BEGIN Supplied material

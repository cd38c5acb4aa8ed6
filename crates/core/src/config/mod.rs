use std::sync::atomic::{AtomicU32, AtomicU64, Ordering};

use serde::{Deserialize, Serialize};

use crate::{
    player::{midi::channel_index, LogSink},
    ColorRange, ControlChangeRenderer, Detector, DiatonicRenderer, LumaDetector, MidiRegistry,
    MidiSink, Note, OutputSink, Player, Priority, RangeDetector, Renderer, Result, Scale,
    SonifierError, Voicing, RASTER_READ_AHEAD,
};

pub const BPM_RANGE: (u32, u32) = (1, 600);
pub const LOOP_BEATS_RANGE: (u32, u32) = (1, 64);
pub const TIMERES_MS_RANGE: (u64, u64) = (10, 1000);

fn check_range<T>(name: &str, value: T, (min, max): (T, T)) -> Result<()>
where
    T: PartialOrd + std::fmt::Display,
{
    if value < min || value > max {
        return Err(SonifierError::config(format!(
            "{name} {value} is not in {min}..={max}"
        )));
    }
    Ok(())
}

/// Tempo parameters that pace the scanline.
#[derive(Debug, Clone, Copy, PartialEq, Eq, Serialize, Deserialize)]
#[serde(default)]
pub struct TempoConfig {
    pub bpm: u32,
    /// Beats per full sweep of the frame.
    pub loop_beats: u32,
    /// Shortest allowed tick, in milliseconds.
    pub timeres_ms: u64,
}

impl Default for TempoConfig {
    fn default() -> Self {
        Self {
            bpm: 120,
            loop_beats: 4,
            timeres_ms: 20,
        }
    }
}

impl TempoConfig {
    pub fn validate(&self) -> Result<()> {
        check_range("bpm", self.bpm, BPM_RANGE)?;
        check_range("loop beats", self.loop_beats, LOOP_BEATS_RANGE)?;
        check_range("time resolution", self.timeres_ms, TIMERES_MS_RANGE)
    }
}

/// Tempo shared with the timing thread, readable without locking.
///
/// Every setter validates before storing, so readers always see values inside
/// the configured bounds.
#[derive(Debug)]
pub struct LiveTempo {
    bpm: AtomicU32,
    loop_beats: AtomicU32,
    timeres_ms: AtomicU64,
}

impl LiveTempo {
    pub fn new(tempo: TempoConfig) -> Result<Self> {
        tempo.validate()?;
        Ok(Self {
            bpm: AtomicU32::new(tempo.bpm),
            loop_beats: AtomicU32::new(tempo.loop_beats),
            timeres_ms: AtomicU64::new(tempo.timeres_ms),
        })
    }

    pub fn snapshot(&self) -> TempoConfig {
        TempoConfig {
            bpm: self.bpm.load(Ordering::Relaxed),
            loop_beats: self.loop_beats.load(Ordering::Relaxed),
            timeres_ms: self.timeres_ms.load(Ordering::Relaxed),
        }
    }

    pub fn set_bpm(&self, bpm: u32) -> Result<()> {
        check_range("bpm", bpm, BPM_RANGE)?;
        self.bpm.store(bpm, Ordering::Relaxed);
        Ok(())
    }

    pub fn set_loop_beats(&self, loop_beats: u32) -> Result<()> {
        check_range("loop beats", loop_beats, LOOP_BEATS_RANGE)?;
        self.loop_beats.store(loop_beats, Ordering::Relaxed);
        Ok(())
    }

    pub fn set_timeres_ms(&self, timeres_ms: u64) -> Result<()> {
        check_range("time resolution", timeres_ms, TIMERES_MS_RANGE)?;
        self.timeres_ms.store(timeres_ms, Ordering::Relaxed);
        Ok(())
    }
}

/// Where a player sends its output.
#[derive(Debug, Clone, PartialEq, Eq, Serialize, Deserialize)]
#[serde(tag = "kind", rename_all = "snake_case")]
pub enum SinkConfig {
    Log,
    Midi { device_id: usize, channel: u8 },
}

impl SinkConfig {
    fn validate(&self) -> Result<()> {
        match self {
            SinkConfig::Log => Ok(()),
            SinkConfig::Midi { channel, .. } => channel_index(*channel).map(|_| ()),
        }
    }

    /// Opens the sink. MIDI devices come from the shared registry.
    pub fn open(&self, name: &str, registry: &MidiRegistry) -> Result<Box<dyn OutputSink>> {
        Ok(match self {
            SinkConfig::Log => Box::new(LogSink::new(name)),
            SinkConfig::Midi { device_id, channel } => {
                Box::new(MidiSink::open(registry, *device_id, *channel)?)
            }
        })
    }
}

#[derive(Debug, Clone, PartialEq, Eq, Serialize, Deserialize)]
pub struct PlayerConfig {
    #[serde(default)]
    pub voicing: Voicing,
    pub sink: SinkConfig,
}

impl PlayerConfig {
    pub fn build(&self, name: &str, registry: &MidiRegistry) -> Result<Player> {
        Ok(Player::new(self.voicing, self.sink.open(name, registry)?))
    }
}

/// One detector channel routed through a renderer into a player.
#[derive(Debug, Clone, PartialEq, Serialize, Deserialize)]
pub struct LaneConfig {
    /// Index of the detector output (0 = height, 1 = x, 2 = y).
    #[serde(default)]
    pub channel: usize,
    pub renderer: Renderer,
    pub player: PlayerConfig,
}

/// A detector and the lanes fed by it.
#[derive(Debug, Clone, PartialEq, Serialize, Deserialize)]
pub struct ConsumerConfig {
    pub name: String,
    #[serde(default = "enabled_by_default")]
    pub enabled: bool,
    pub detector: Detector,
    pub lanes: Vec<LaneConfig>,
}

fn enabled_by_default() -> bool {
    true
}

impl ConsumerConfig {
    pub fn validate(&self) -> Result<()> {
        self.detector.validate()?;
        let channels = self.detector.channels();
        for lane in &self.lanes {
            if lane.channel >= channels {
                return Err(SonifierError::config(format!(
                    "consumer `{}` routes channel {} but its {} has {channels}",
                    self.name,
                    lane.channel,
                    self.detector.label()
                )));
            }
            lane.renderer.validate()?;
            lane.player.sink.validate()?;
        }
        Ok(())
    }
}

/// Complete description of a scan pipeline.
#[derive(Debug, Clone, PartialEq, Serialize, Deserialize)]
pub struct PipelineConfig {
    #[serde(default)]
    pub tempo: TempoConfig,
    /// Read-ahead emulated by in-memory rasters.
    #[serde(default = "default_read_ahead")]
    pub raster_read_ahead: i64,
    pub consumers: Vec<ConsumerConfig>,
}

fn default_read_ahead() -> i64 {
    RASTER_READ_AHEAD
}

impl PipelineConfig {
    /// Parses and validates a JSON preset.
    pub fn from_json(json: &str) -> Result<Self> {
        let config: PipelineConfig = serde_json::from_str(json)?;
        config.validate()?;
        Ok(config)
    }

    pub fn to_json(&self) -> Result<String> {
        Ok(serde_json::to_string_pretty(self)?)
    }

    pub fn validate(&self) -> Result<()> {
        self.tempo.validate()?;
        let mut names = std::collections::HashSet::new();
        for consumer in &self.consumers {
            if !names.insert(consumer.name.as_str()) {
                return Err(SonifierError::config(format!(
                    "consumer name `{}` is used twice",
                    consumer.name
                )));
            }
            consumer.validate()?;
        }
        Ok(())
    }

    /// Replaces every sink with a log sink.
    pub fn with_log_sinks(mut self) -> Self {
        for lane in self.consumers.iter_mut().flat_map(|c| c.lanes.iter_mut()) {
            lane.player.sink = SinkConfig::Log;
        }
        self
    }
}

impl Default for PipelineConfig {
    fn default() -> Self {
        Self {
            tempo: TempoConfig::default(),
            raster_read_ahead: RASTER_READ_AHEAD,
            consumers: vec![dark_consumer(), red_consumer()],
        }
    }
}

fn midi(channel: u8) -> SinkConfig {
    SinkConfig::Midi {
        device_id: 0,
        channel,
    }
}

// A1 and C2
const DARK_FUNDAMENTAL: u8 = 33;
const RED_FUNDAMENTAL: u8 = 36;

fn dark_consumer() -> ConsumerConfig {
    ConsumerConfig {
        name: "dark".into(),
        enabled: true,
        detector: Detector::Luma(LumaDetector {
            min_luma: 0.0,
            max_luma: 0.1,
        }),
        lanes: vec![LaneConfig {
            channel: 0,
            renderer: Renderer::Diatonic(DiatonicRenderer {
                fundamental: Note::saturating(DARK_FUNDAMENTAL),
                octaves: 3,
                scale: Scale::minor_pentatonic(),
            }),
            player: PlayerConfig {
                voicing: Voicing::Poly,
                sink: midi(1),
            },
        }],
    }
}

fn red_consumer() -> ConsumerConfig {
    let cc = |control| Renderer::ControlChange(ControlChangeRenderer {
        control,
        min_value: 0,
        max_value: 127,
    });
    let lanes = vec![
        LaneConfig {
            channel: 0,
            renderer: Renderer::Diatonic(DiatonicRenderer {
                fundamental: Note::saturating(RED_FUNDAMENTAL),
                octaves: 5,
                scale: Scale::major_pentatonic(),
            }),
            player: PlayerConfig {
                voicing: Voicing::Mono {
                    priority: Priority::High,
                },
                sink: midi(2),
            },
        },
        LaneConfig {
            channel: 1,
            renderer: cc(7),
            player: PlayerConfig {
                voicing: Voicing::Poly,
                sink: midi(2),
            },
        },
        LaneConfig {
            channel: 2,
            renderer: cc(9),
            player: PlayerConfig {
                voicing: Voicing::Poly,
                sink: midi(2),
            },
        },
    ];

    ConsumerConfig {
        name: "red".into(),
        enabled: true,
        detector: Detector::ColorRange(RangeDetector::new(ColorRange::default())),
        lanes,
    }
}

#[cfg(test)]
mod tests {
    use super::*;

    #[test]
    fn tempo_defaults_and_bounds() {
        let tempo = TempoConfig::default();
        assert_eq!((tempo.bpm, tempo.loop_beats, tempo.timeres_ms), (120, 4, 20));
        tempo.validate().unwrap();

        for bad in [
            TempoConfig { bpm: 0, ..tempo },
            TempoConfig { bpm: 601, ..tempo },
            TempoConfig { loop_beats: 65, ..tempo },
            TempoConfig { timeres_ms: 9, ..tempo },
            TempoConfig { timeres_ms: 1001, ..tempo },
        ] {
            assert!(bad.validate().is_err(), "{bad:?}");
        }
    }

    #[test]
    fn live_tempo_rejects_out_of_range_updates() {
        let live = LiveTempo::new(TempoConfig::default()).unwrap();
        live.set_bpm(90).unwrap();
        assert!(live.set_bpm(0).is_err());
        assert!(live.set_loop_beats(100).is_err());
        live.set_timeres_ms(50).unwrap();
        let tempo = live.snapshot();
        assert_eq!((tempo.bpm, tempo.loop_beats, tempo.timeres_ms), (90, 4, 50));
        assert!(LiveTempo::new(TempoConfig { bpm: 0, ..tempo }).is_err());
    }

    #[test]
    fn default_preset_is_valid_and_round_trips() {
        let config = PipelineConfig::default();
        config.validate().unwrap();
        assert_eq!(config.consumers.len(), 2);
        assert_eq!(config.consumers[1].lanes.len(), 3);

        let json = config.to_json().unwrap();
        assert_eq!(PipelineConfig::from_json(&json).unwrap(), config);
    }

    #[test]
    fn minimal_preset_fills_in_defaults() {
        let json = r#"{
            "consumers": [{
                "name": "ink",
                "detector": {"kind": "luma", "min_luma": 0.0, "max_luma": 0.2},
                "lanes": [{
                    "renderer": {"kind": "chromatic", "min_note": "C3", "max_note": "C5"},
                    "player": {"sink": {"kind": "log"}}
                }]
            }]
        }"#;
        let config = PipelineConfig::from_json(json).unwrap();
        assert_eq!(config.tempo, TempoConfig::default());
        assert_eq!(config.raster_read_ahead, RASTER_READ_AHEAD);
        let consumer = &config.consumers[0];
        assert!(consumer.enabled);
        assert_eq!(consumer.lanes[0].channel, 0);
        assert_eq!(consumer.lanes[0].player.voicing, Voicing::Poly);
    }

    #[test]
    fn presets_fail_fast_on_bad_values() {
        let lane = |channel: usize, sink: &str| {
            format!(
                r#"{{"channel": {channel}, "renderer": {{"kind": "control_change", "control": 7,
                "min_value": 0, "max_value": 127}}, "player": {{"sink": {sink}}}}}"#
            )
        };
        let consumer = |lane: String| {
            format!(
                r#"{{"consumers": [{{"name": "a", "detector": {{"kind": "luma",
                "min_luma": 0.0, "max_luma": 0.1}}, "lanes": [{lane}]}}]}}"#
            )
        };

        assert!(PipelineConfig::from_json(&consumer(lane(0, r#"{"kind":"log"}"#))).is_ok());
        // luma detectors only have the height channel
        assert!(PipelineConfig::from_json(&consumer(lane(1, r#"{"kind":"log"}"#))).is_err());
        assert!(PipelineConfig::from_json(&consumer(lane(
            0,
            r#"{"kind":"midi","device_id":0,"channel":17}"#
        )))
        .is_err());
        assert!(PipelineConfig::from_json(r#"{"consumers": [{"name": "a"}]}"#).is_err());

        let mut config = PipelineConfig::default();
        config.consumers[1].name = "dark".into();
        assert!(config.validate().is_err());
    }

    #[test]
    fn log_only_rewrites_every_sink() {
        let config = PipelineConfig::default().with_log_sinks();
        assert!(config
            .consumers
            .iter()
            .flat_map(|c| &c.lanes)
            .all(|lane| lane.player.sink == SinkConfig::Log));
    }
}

END Supplied material

What you should do: The lines to return are those in the entries above that hold "names".

Written reply:
        let mut names = std::collections::HashSet::new();
            if !names.insert(consumer.name.as_str()) {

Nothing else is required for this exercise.